States utilize military force, not only for defense, but to project power in the world. The growth of drone warfare and bases, along with the realignment of U.S. military forces, strategically serves to uphold U.S. global hegemony. To gain access to natural resources and penetrate markets in Asia and Africa for U.S. multinational corporations, the U.S. utilizes military force (along with supporting brutal regimes from Israel to Saudi Arabia to Rwanda) to protect those interests. However, threats to those interests come not only from transnational terrorist groups like al-Qaeda but also local insurgent groups and the rising power of China. Military force serves to counter those threats.

However, the U.S. entered a problem during the Bush years. The Bush administration invaded and occupied two countries — Iraq and Afghanistan. Those wars are long and costly, in terms of lives lost, money spent, and political support. Over time, the public became tired of those wars; especially the war in Iraq, after people discovered that the reasons for invading were false to begin with. Plus, fighters in Iraq and Afghanistan have higher stamina than U.S. troops since they are fighting in their own country. The U.S. lacks that stamina. It is always difficult for an invader to outlast insurgents fighting in and for their country. The Soviets learned this the hard way in Afghanistan. As a result, it became difficult to sustain these occupations. Combat troops withdrew from Iraq at the end of 2011, while combat troops will also leave Afghanistan by 2014 (although special operations forces will remain). The ultimate lesson is that conventional wars of occupation are costly and, over time, the public loses its appetite for such adventures.

Shadow war tactics, such as drone strikes, airstrikes, cruise missile attacks, training local proxies, private military contractors, and direct actions by special operations forces, offer a way for the U.S. to maintain its hegemony relatively cheaply. Such tactics, while still pricey, cost less than wars of occupation and result in fewer American deaths. However, people in places like Pakistan and Yemen, who are at the receiving end of U.S. militarism, still lose their lives. Plus, the operations can be carried out in secret — dampening public debate and outrage.

In his book Wired for War, P.W. Singer quotes a Foster-Miller executive who said that robotic warfare provides an “asymmetric solution to an asymmetric problem”. Fighting irregular wars against insurgents and terrorists presents two problems: finding “the enemy” and killing them. Drone technology solves both of them. Drones can surveil a territory for long periods of time and they can launch missile strikes at “the enemy” — whoever that enemy may be. This makes drones a very attractive weapon. They can search for and kill whoever National Security State wants with less risk to U.S. military personnel and at a relatively cheap price.

Moreover, drone manufacturers, such as Northrop Grumman and General Atomics Aviation Systems, make a lot of money from the sale and usage of drones. There are also drone lobbies and caucuses in Congress goading politicians with lavish financial contributions to support the drone industry. This is why drone warfare is growing.
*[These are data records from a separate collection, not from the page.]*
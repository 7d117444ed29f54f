use serde::{Deserialize, Deserializer, Serialize};
use std::fmt;

/// Backend-assigned company identifier.
///
/// The backend may send ids as JSON strings or integers; both are kept in
/// their textual form so they can be used verbatim in request paths.
#[derive(Debug, Clone, Default, PartialEq, Eq, Hash, PartialOrd, Ord, Serialize)]
#[serde(transparent)]
pub struct CompanyId(String);

impl CompanyId {
    pub fn new(id: impl Into<String>) -> Self {
        Self(id.into())
    }

    pub fn as_str(&self) -> &str {
        &self.0
    }
}

impl fmt::Display for CompanyId {
    fn fmt(&self, f: &mut fmt::Formatter<'_>) -> fmt::Result {
        f.write_str(&self.0)
    }
}

impl From<&str> for CompanyId {
    fn from(id: &str) -> Self {
        Self(id.to_string())
    }
}

impl From<String> for CompanyId {
    fn from(id: String) -> Self {
        Self(id)
    }
}

impl From<u64> for CompanyId {
    fn from(id: u64) -> Self {
        Self(id.to_string())
    }
}

impl<'de> Deserialize<'de> for CompanyId {
    fn deserialize<D>(deserializer: D) -> Result<Self, D::Error>
    where
        D: Deserializer<'de>,
    {
        #[derive(Deserialize)]
        #[serde(untagged)]
        enum RawId {
            Text(String),
            Signed(i64),
            Unsigned(u64),
        }

        Ok(match RawId::deserialize(deserializer)? {
            RawId::Text(id) => Self(id),
            RawId::Signed(id) => Self(id.to_string()),
            RawId::Unsigned(id) => Self(id.to_string()),
        })
    }
}

/// One scraped company as returned by the backend.
#[derive(Debug, Clone, Default, PartialEq, Serialize, Deserialize)]
pub struct Company {
    pub id: CompanyId,
    #[serde(default)]
    pub name: Option<String>,
    #[serde(default)]
    pub description: Option<String>,
    #[serde(default)]
    pub address: Option<String>,
    #[serde(default)]
    pub phone: Option<String>,
    #[serde(default)]
    pub email: Option<String>,
    #[serde(default, rename = "logo", alias = "logoPath", alias = "logo_path")]
    pub logo_path: Option<String>,
    #[serde(
        default,
        rename = "screenshot",
        alias = "screenshotPath",
        alias = "screenshot_path"
    )]
    pub screenshot_path: Option<String>,
    #[serde(default)]
    pub website: Option<String>,
    #[serde(default)]
    pub facebook: Option<String>,
    #[serde(default)]
    pub instagram: Option<String>,
    #[serde(default)]
    pub twitter: Option<String>,
    #[serde(default)]
    pub linkedin: Option<String>,
}

impl Company {
    pub fn new(id: impl Into<CompanyId>) -> Self {
        Self {
            id: id.into(),
            ..Self::default()
        }
    }

    pub fn with_name(mut self, name: impl Into<String>) -> Self {
        self.name = Some(name.into());
        self
    }

    /// Name for display, empty when the backend did not provide one.
    pub fn display_name(&self) -> &str {
        self.name.as_deref().unwrap_or_default()
    }
}
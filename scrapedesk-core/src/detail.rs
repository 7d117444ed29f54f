use crate::assets::{logo_url, screenshot_url, social_profiles, website_link};
use scrapedesk_store::{Company, CompanyId, StoreConfig, StoreError};
use url::Url;

/// State of the single-company screen.
#[derive(Debug, Clone, PartialEq)]
pub enum DetailState {
    Loading,
    Loaded(Company),
    Failed(String),
    NotFound,
}

impl DetailState {
    pub fn from_result(result: Result<Company, StoreError>) -> Self {
        match result {
            Ok(company) => DetailState::Loaded(company),
            Err(StoreError::NotFound(_)) => DetailState::NotFound,
            Err(e) => DetailState::Failed(e.to_string()),
        }
    }

    /// Plain message shown in place of content, if there is no company.
    pub fn message(&self) -> Option<String> {
        match self {
            DetailState::Loading => Some("Loading...".to_string()),
            DetailState::Loaded(_) => None,
            DetailState::Failed(e) => Some(format!("Error: {}", e)),
            DetailState::NotFound => Some("No company data found".to_string()),
        }
    }
}

/// Detail screen for one company id.
#[derive(Debug, Clone, PartialEq)]
pub struct CompanyDetailView {
    pub id: CompanyId,
    pub state: DetailState,
}

impl CompanyDetailView {
    pub fn loading(id: CompanyId) -> Self {
        Self {
            id,
            state: DetailState::Loading,
        }
    }

    /// Apply a fetch result. Results for a different id are stale and ignored.
    pub fn apply(&mut self, id: &CompanyId, result: Result<Company, StoreError>) -> bool {
        if *id != self.id {
            return false;
        }
        self.state = DetailState::from_result(result);
        true
    }
}

#[derive(Debug, Clone, PartialEq, Eq)]
pub struct DetailField {
    pub label: String,
    pub value: String,
    pub link: Option<String>,
}

impl DetailField {
    fn text(label: &str, value: Option<&str>) -> Self {
        Self {
            label: label.to_string(),
            value: value.unwrap_or_default().to_string(),
            link: None,
        }
    }
}

/// Everything the detail screen draws, resolved from a loaded company.
#[derive(Debug, Clone, PartialEq)]
pub struct CompanyDetail {
    pub breadcrumb: Vec<String>,
    pub name: String,
    pub summary: Vec<DetailField>,
    pub fields: Vec<DetailField>,
    pub logo_url: Option<Url>,
    pub screenshot_url: Option<Url>,
}

pub fn company_detail(company: &Company, config: &StoreConfig) -> CompanyDetail {
    let summary = vec![
        DetailField::text("Description", company.description.as_deref()),
        DetailField::text("Phone", company.phone.as_deref()),
        DetailField::text("Email", company.email.as_deref()),
    ];

    let mut fields = Vec::new();
    let website = company.website.as_deref().unwrap_or_default();
    fields.push(DetailField {
        label: "Website".to_string(),
        value: website.to_string(),
        link: (!website.is_empty()).then(|| website_link(website)),
    });
    fields.push(DetailField::text("Description", company.description.as_deref()));
    fields.push(DetailField::text("Email", company.email.as_deref()));
    for profile in social_profiles(company) {
        fields.push(DetailField {
            label: profile.network.label().to_string(),
            value: profile.handle,
            link: Some(profile.url),
        });
    }
    fields.push(DetailField::text("Address", company.address.as_deref()));

    CompanyDetail {
        breadcrumb: vec!["Home".to_string(), company.display_name().to_string()],
        name: company.display_name().to_string(),
        summary,
        fields,
        logo_url: logo_url(config, company),
        screenshot_url: screenshot_url(config, company),
    }
}

/// Plain-text rendering used by `scrapedesk show`.
pub fn render_detail_text(detail: &CompanyDetail) -> String {
    let mut out = String::new();
    out.push_str(&format!("{}\n", detail.breadcrumb.join(" / ")));
    out.push_str(&format!("\n{}\n", detail.name));
    out.push_str(&format!("{}\n", "─".repeat(detail.name.chars().count().max(1))));

    for field in &detail.summary {
        out.push_str(&format!("{:<12} {}\n", format!("{}:", field.label), field.value));
    }

    out.push_str("\nCompany Details\n");
    for field in &detail.fields {
        match &field.link {
            Some(link) if *link != field.value => out.push_str(&format!(
                "{:<12} {} <{}>\n",
                format!("{}:", field.label),
                field.value,
                link
            )),
            _ => out.push_str(&format!("{:<12} {}\n", format!("{}:", field.label), field.value)),
        }
    }

    if let Some(ref logo) = detail.logo_url {
        out.push_str(&format!("\nLogo:        {}\n", logo));
    }
    if let Some(ref screenshot) = detail.screenshot_url {
        out.push_str(&format!("Screenshot:  {}\n", screenshot));
    }

    out
}
pub mod assets;
pub mod detail;
pub mod error;
pub mod export;
pub mod list;
pub mod request;
pub mod selection;
pub mod validate;

pub use error::CoreError;
pub use scrapedesk_store::{
    Company, CompanyId, DEFAULT_BASE_URL, HttpStore, RecordStore, StoreConfig, StoreError,
};

use colored::Colorize;

pub fn print_banner() {
    let banner = r#"
   ____                            _           _
  / ___|  ___ _ __ __ _ _ __   ___| |_ ___  __| | ___  ___| | __
  \___ \ / __| '__/ _` | '_ \ / _ \ __/ _ \/ _` |/ _ \/ __| |/ /
   ___) | (__| | | (_| | |_) |  __/ ||  __/ (_| |  __/\__ \   <
  |____/ \___|_|  \__,_| .__/ \___|\__\___|\__,_|\___||___/_|\_\
                       |_|
"#;
    println!("{}", banner.bright_cyan().bold());
    println!(
        "  {} {}\n",
        "company records admin".bright_white(),
        concat!("v", env!("CARGO_PKG_VERSION")).dimmed()
    );
}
Targeted killing, drone strikes, airstrikes, AC-130 gunship and helicopter attacks, cruise missiles, cluster bombs, private military contractors, local proxies, and special operations forces are part of the new post-9/11, Obama-era landscape of U.S. militarism. Bush initially established the notion of the “War on Terror”. The idea that the United States is at war with al-Qaeda and affiliated terrorists, making the entire world a battlefield. His wars in Iraq and Afghanistan were an implementation of that notion. Obama, as evidenced in this white paper, fully endorses this notion but implements it differently. Less torture and conventional wars of occupation. More targeted killings by drones, airstrikes, support for local proxies, and raids by special operations forces to take out any alleged terrorist threat. Basic human rights, the laws of war, due process, the Constitution, and international law are trampled on by this new bulldozer of American militarism. Like many presidents before him, Obama has lovingly embraced and expanded the U.S. system of permanent war to protect its hegemony.